The B2 RNA sequence has greater than 350,000 copies in the mouse genome. These can be found in mRNA UTRs and introns in addition to
bona fide B2 RNA. This makes amplification-based experiments incredibly challenging to perform in the context of the mouse genome. To simplify experiments, I opted to use a human cell culture system to investigate the effect of extension on retrotransposition in the genome, RNA localization, and RNA stability. Human cells do not have the B2 SINE sequence anywhere in the genome meaning any signal above background comes from
bona fide B2 RNA.
To that end, I generated and validated a system to study mouse B2 RNA and eB2 RNA in HEK 293 and U2OS cells. B2 and eB2 RNAs are expressed from a human Pol III driven U6 promoter and are expressed to the correct size, have the correct 5’-ends, and have the correct 3’ structure as determined by northern blots, primer extension, and RNase R treatment, respectively.
RNA FISH for a small ncRNA (<200 nt) is incredibly challenging due to the limited sequence space available for probe hybridization; modern-day smRNA FISH does not work for B2 RNA. Furthermore, the 5’ end, 3’ end, and internal stem loops of B2 RNA, where aptamer domains could be added, are all integral for B2 RNA biology. Therefore, I optimized a system that uses a singly fluorescently labeled DNA oligo. Preliminary RNA FISH experiments suggest that B2 RNA is excluded from the nucleus. The immediate goals of this project are to increase signal over background, identify if B2 and eB2 RNAs localize into specific organelles, then determine how cell stress alters RNA localization.

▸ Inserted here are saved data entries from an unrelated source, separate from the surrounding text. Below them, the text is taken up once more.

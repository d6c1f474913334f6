//! Callback fan-out.
//!
//! Outbound: every client owns one ordered [`ClientEvent`] channel and
//! every registry callback one [`InputNotification`] channel. Inbound:
//! the proxies below turn provider and hardware-manager callbacks into
//! [`BrokerCommand`]s, so all state changes happen on the actor.

use std::sync::atomic::{AtomicU64, Ordering};
use std::sync::Arc;

use tokio::sync::mpsc;
use tracing::{debug, trace};

use tvim_core::{
    ClientId, ComponentName, HardwareInfo, HdmiDeviceInfo, InputDescriptor, InputId, InputState,
    SessionEvent, SessionToken, UserId,
};
use tvim_provider::{Peer, RemoteSession, ServiceCallback, SessionCallback};

use super::commands::{BrokerCommand, ClientEvent, HardwareEvent, InputNotification};
use crate::hardware::HardwareListener;

static NEXT_CLIENT_ID: AtomicU64 = AtomicU64::new(1);

// ============================================================================
// Outbound
// ============================================================================

/// A client process as seen by the broker.
///
/// Cheap to clone; all clones feed the same ordered event channel.
#[derive(Clone)]
pub struct ClientHandle {
    id: ClientId,
    peer: Peer,
    events: mpsc::UnboundedSender<ClientEvent>,
}

impl ClientHandle {
    /// Creates a client whose liveness is `peer`.
    pub fn new(peer: Peer) -> (Self, mpsc::UnboundedReceiver<ClientEvent>) {
        let (events, rx) = mpsc::unbounded_channel();
        let id = ClientId::new(NEXT_CLIENT_ID.fetch_add(1, Ordering::Relaxed));
        (Self { id, peer, events }, rx)
    }

    pub fn id(&self) -> ClientId {
        self.id
    }

    pub fn peer(&self) -> &Peer {
        &self.peer
    }

    /// Returns false once the client stopped listening.
    pub fn send(&self, event: ClientEvent) -> bool {
        let sent = self.events.send(event).is_ok();
        if !sent {
            debug!(client = %self.id, "Client event channel closed");
        }
        sent
    }
}

impl std::fmt::Debug for ClientHandle {
    fn fmt(&self, f: &mut std::fmt::Formatter<'_>) -> std::fmt::Result {
        f.debug_struct("ClientHandle")
            .field("id", &self.id)
            .field("peer", &self.peer)
            .finish()
    }
}

/// A registered input-registry callback.
#[derive(Clone)]
pub struct RegistryCallback {
    peer: Peer,
    events: mpsc::UnboundedSender<InputNotification>,
}

impl RegistryCallback {
    pub fn new(peer: Peer) -> (Self, mpsc::UnboundedReceiver<InputNotification>) {
        let (events, rx) = mpsc::unbounded_channel();
        (Self { peer, events }, rx)
    }

    pub fn peer(&self) -> &Peer {
        &self.peer
    }

    pub fn notify(&self, notification: InputNotification) {
        if self.events.send(notification).is_err() {
            debug!(peer = %self.peer.id(), "Registry callback channel closed");
        }
    }
}

// ============================================================================
// Inbound proxies
// ============================================================================

type CommandSender = mpsc::UnboundedSender<BrokerCommand>;

fn forward(commands: &CommandSender, command: BrokerCommand) {
    let name = command.name();
    if commands.send(command).is_err() {
        // Broker is shutting down
        trace!(command = name, "Dropped report for stopped broker");
    }
}

/// Session callback handed to a provider for one session token.
pub(crate) struct SessionCallbackProxy {
    pub(crate) user: UserId,
    pub(crate) token: SessionToken,
    pub(crate) commands: CommandSender,
}

impl SessionCallback for SessionCallbackProxy {
    fn on_session_created(
        &self,
        session: Option<Arc<dyn RemoteSession>>,
        hardware_session: Option<SessionToken>,
    ) {
        forward(
            &self.commands,
            BrokerCommand::SessionCreated {
                user: self.user,
                token: self.token,
                session,
                hardware_session,
            },
        );
    }

    fn on_event(&self, event: SessionEvent) {
        forward(
            &self.commands,
            BrokerCommand::SessionEvent {
                user: self.user,
                token: self.token,
                event,
            },
        );
    }
}

/// Service callback registered with hardware providers.
pub(crate) struct ServiceCallbackProxy {
    pub(crate) user: UserId,
    pub(crate) component: ComponentName,
    pub(crate) commands: CommandSender,
}

impl ServiceCallback for ServiceCallbackProxy {
    fn add_hardware_input(&self, device_id: u32, input: InputDescriptor) {
        forward(
            &self.commands,
            BrokerCommand::HardwareInputAdded {
                user: self.user,
                component: self.component.clone(),
                device_id,
                input,
            },
        );
    }

    fn add_hdmi_input(&self, hdmi_device_id: u32, input: InputDescriptor) {
        forward(
            &self.commands,
            BrokerCommand::HdmiInputAdded {
                user: self.user,
                component: self.component.clone(),
                hdmi_device_id,
                input,
            },
        );
    }

    fn remove_input(&self, input_id: InputId) {
        forward(
            &self.commands,
            BrokerCommand::ProviderInputRemoved {
                user: self.user,
                component: self.component.clone(),
                input_id,
            },
        );
    }
}

/// Listener installed on the hardware manager.
pub(crate) struct HardwareListenerProxy {
    pub(crate) commands: CommandSender,
}

impl HardwareListenerProxy {
    fn report(&self, event: HardwareEvent) {
        forward(&self.commands, BrokerCommand::Hardware(event));
    }
}

impl HardwareListener for HardwareListenerProxy {
    fn on_state_changed(&self, input_id: &InputId, state: InputState) {
        self.report(HardwareEvent::StateChanged {
            input_id: input_id.clone(),
            state,
        });
    }

    fn on_hardware_device_added(&self, hardware: &HardwareInfo) {
        self.report(HardwareEvent::DeviceAdded(hardware.clone()));
    }

    fn on_hardware_device_removed(&self, hardware: &HardwareInfo) {
        self.report(HardwareEvent::DeviceRemoved(hardware.clone()));
    }

    fn on_hdmi_device_added(&self, device: &HdmiDeviceInfo) {
        self.report(HardwareEvent::HdmiDeviceAdded(device.clone()));
    }

    fn on_hdmi_device_removed(&self, device: &HdmiDeviceInfo) {
        self.report(HardwareEvent::HdmiDeviceRemoved(device.clone()));
    }

    fn on_hdmi_device_updated(&self, input_id: &InputId, device: &HdmiDeviceInfo) {
        self.report(HardwareEvent::HdmiDeviceUpdated {
            input_id: input_id.clone(),
            device: device.clone(),
        });
    }
}

#[cfg(test)]
mod tests {
    use super::*;

    #[test]
    fn test_client_ids_are_unique() {
        let (a, _rx_a) = ClientHandle::new(Peer::new("a"));
        let (b, _rx_b) = ClientHandle::new(Peer::new("b"));
        assert_ne!(a.id(), b.id());
        assert_eq!(a.clone().id(), a.id());
    }

    #[test]
    fn test_client_send_after_receiver_dropped() {
        let (client, rx) = ClientHandle::new(Peer::new("c"));
        drop(rx);
        assert!(!client.send(ClientEvent::SessionReleased {
            token: SessionToken::new(1),
            seq: 0,
        }));
    }

    #[tokio::test]
    async fn test_session_proxy_forwards_events() {
        let (tx, mut rx) = mpsc::unbounded_channel();
        let proxy = SessionCallbackProxy {
            user: UserId::SYSTEM,
            token: SessionToken::new(3),
            commands: tx,
        };
        proxy.on_event(SessionEvent::VideoAvailable);

        match rx.recv().await {
            Some(BrokerCommand::SessionEvent { token, event, .. }) => {
                assert_eq!(token, SessionToken::new(3));
                assert_eq!(event, SessionEvent::VideoAvailable);
            }
            _ => panic!("expected a session event"),
        }
    }
}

Another aspect of this project aims to identify proteins that preferentially bind to eB2 RNA and not to B2 RNA (see “Activity X” above). A previous graduate student in the lab performed mass spectrometry experiments and identified several proteins. I performed EMSAs with
in vitro transcribed RNA and commercially available proteins to validate the MS hits.
As an undergraduate, I started working in the lab of Dr. Mary Watson with Dr. Srimoyee Dasgupta at the University of Delaware. In Dr. Watson's lab, I primarily created various isochroman acetals to optimize and understand a reaction to create diaryl tetrasubstituted stereocenters enantioselectively. Our work has been published in Angewandte Chemie if you'd like to learn more!

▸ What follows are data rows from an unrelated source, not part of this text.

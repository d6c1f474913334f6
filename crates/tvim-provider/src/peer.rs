//! Peer liveness.
//!
//! A [`Peer`] stands for a remote process (or an object living inside
//! one). Anyone holding a clone can observe its death; [`watch`]
//! registers a one-shot callback that runs when the peer is lost and is
//! unsubscribed automatically when the returned [`PeerWatch`] is dropped.
//!
//! Peers form a tree: a child dies with its parent. A provider process
//! is a root peer and every session it hands out is a child.

use std::fmt;
use std::sync::atomic::{AtomicU64, Ordering};
use std::sync::Arc;

use tokio_util::sync::{CancellationToken, DropGuard};
use tracing::debug;

use crate::error::RemoteError;

static NEXT_PEER_ID: AtomicU64 = AtomicU64::new(1);

/// Process-unique identifier of a peer.
#[derive(Debug, Clone, Copy, PartialEq, Eq, Hash, PartialOrd, Ord)]
pub struct PeerId(u64);

impl fmt::Display for PeerId {
    fn fmt(&self, f: &mut fmt::Formatter<'_>) -> fmt::Result {
        write!(f, "peer-{}", self.0)
    }
}

/// Liveness handle of a remote process or object.
#[derive(Clone)]
pub struct Peer {
    id: PeerId,
    label: Arc<str>,
    alive: CancellationToken,
}

impl Peer {
    pub fn new(label: impl Into<Arc<str>>) -> Self {
        Self::with_token(label.into(), CancellationToken::new())
    }

    fn with_token(label: Arc<str>, alive: CancellationToken) -> Self {
        Self {
            id: PeerId(NEXT_PEER_ID.fetch_add(1, Ordering::Relaxed)),
            label,
            alive,
        }
    }

    /// A peer that dies whenever `self` dies, and may also die alone.
    pub fn child(&self, label: impl Into<Arc<str>>) -> Self {
        Self::with_token(label.into(), self.alive.child_token())
    }

    pub fn id(&self) -> PeerId {
        self.id
    }

    pub fn label(&self) -> &str {
        &self.label
    }

    pub fn is_alive(&self) -> bool {
        !self.alive.is_cancelled()
    }

    /// Marks the peer (and all its children) dead.
    pub fn kill(&self) {
        if self.is_alive() {
            debug!(peer = %self.id, label = %self.label, "Peer killed");
        }
        self.alive.cancel();
    }

    /// Resolves once the peer is dead.
    pub async fn lost(&self) {
        self.alive.cancelled().await;
    }

    /// Fails with [`RemoteError::PeerDead`] if the peer is gone.
    pub fn ensure_alive(&self) -> Result<(), RemoteError> {
        if self.is_alive() {
            Ok(())
        } else {
            Err(RemoteError::PeerDead)
        }
    }
}

impl fmt::Debug for Peer {
    fn fmt(&self, f: &mut fmt::Formatter<'_>) -> fmt::Result {
        f.debug_struct("Peer")
            .field("id", &self.id)
            .field("label", &self.label)
            .field("alive", &self.is_alive())
            .finish()
    }
}

/// Subscription created by [`watch`]. Dropping it unsubscribes.
pub struct PeerWatch {
    peer: PeerId,
    _unsubscribe: DropGuard,
}

impl PeerWatch {
    pub fn peer(&self) -> PeerId {
        self.peer
    }
}

impl fmt::Debug for PeerWatch {
    fn fmt(&self, f: &mut fmt::Formatter<'_>) -> fmt::Result {
        f.debug_struct("PeerWatch").field("peer", &self.peer).finish()
    }
}

/// Runs `on_lost` once when `peer` dies, unless the watch is dropped first.
///
/// Fails with [`RemoteError::PeerDead`] when the peer is already dead;
/// the callback is not run in that case.
///
/// Must be called from within a tokio runtime.
pub fn watch<F>(peer: &Peer, on_lost: F) -> Result<PeerWatch, RemoteError>
where
    F: FnOnce() + Send + 'static,
{
    peer.ensure_alive()?;

    let unsubscribe = CancellationToken::new();
    let unsubscribed = unsubscribe.clone();
    let target = peer.clone();

    tokio::spawn(async move {
        tokio::select! {
            biased;
            _ = unsubscribed.cancelled() => {}
            _ = target.lost() => {
                debug!(peer = %target.id, label = %target.label, "Peer lost");
                on_lost();
            }
        }
    });

    Ok(PeerWatch {
        peer: peer.id,
        _unsubscribe: unsubscribe.drop_guard(),
    })
}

The chemistry and biochemistry department at UD did not have an undergraduate biochemistry lab class. Therefore, I opted to switch from Dr. Watson's lab to the lab of Dr. Brian Bahnson and later became co-mentored by Dr. Catherine Grimes. In their lab, I worked towards creating a bacterial expression system for the human protein NOD1, which recognizes fragments of bacterial peptidoglycan to initiate the innate immune response. The end goal of this project was to solve the crystal structure of NOD1 under the direction of Dr. Mackenzie Smith. A huge shout out to Dr. Tara Gonzalez for being a second mentor to me!

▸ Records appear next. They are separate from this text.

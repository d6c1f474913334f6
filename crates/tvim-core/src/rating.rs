//! Content ratings and their containment rule.

use serde::{Deserialize, Serialize};
use std::fmt;

use crate::error::{DomainError, DomainResult};

/// A content rating: `domain/system/rating[/sub-rating...]`.
#[derive(Debug, Clone, PartialEq, Eq, Hash, PartialOrd, Ord, Serialize, Deserialize)]
#[serde(try_from = "String", into = "String")]
pub struct ContentRating {
    pub domain: String,
    pub system: String,
    pub rating: String,
    pub sub_ratings: Vec<String>,
}

impl ContentRating {
    pub fn new(
        domain: impl Into<String>,
        system: impl Into<String>,
        rating: impl Into<String>,
    ) -> Self {
        Self {
            domain: domain.into(),
            system: system.into(),
            rating: rating.into(),
            sub_ratings: Vec::new(),
        }
    }

    #[must_use]
    pub fn with_sub_rating(mut self, sub: impl Into<String>) -> Self {
        self.sub_ratings.push(sub.into());
        self
    }

    /// Parses the flattened form.
    pub fn unflatten(flat: &str) -> DomainResult<Self> {
        let mut parts = flat.split('/');
        let (Some(domain), Some(system), Some(rating)) = (parts.next(), parts.next(), parts.next())
        else {
            return Err(DomainError::InvalidRating {
                value: flat.to_string(),
            });
        };
        if domain.is_empty() || system.is_empty() || rating.is_empty() {
            return Err(DomainError::InvalidRating {
                value: flat.to_string(),
            });
        }
        Ok(Self {
            domain: domain.to_string(),
            system: system.to_string(),
            rating: rating.to_string(),
            sub_ratings: parts.filter(|s| !s.is_empty()).map(str::to_string).collect(),
        })
    }

    pub fn flatten(&self) -> String {
        let mut out = format!("{}/{}/{}", self.domain, self.system, self.rating);
        for sub in &self.sub_ratings {
            out.push('/');
            out.push_str(sub);
        }
        out
    }

    /// True when both share the main rating and every sub-rating of
    /// `other` is also in `self`.
    pub fn contains(&self, other: &ContentRating) -> bool {
        if self.domain != other.domain || self.system != other.system || self.rating != other.rating
        {
            return false;
        }
        other.sub_ratings.iter().all(|s| self.sub_ratings.contains(s))
    }
}

impl fmt::Display for ContentRating {
    fn fmt(&self, f: &mut fmt::Formatter<'_>) -> fmt::Result {
        write!(f, "{}", self.flatten())
    }
}

impl TryFrom<String> for ContentRating {
    type Error = DomainError;

    fn try_from(value: String) -> Result<Self, Self::Error> {
        Self::unflatten(&value)
    }
}

impl From<ContentRating> for String {
    fn from(rating: ContentRating) -> Self {
        rating.flatten()
    }
}

#[cfg(test)]
mod tests {
    use super::*;

    fn tv_pg() -> ContentRating {
        ContentRating::new("com.android.tv", "US_TV", "US_TV_PG")
    }

    #[test]
    fn test_flatten_unflatten() {
        let rating = tv_pg().with_sub_rating("US_TV_D").with_sub_rating("US_TV_L");
        let flat = rating.flatten();
        assert_eq!(flat, "com.android.tv/US_TV/US_TV_PG/US_TV_D/US_TV_L");
        assert_eq!(ContentRating::unflatten(&flat).unwrap(), rating);
    }

    #[test]
    fn test_unflatten_rejects_short() {
        assert!(ContentRating::unflatten("com.android.tv/US_TV").is_err());
        assert!(ContentRating::unflatten("a//c").is_err());
    }

    #[test]
    fn test_contains_requires_same_main_rating() {
        let ma = ContentRating::new("com.android.tv", "US_TV", "US_TV_MA");
        assert!(!tv_pg().contains(&ma));
        assert!(tv_pg().contains(&tv_pg()));
    }

    #[test]
    fn test_contains_sub_rating_subset() {
        let blocked = tv_pg().with_sub_rating("US_TV_D").with_sub_rating("US_TV_L");
        let content = tv_pg().with_sub_rating("US_TV_L");
        assert!(blocked.contains(&content));
        assert!(!content.contains(&blocked));
        // No sub-ratings on the content side is always contained
        assert!(blocked.contains(&tv_pg()));
    }
}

Image from D'Ambrosio et. al https://doi.org/10.1016/j.bmcl.2019.03.010
While I was unable to obtain protein crystals while an undergraduate, we created the first bacterial expression system for NOD1. We were able to perform circular dichroism to confirm that NOD1 was folded, and peptidoglycan pulldown assays and kinase assays to confirm that the purified NOD1 had activity. With the recent advancements in Cryo-EM technology, I'm hopeful that structures of NOD receptors will come out soon!
I like to include a section about my undergraduate research because of how transformative of an experience it was for me. While I'm not actively using the techniques I learned in these labs, I learned a lot about what it takes to be a successful scientist and to persevere through the lows and celebrate the highs.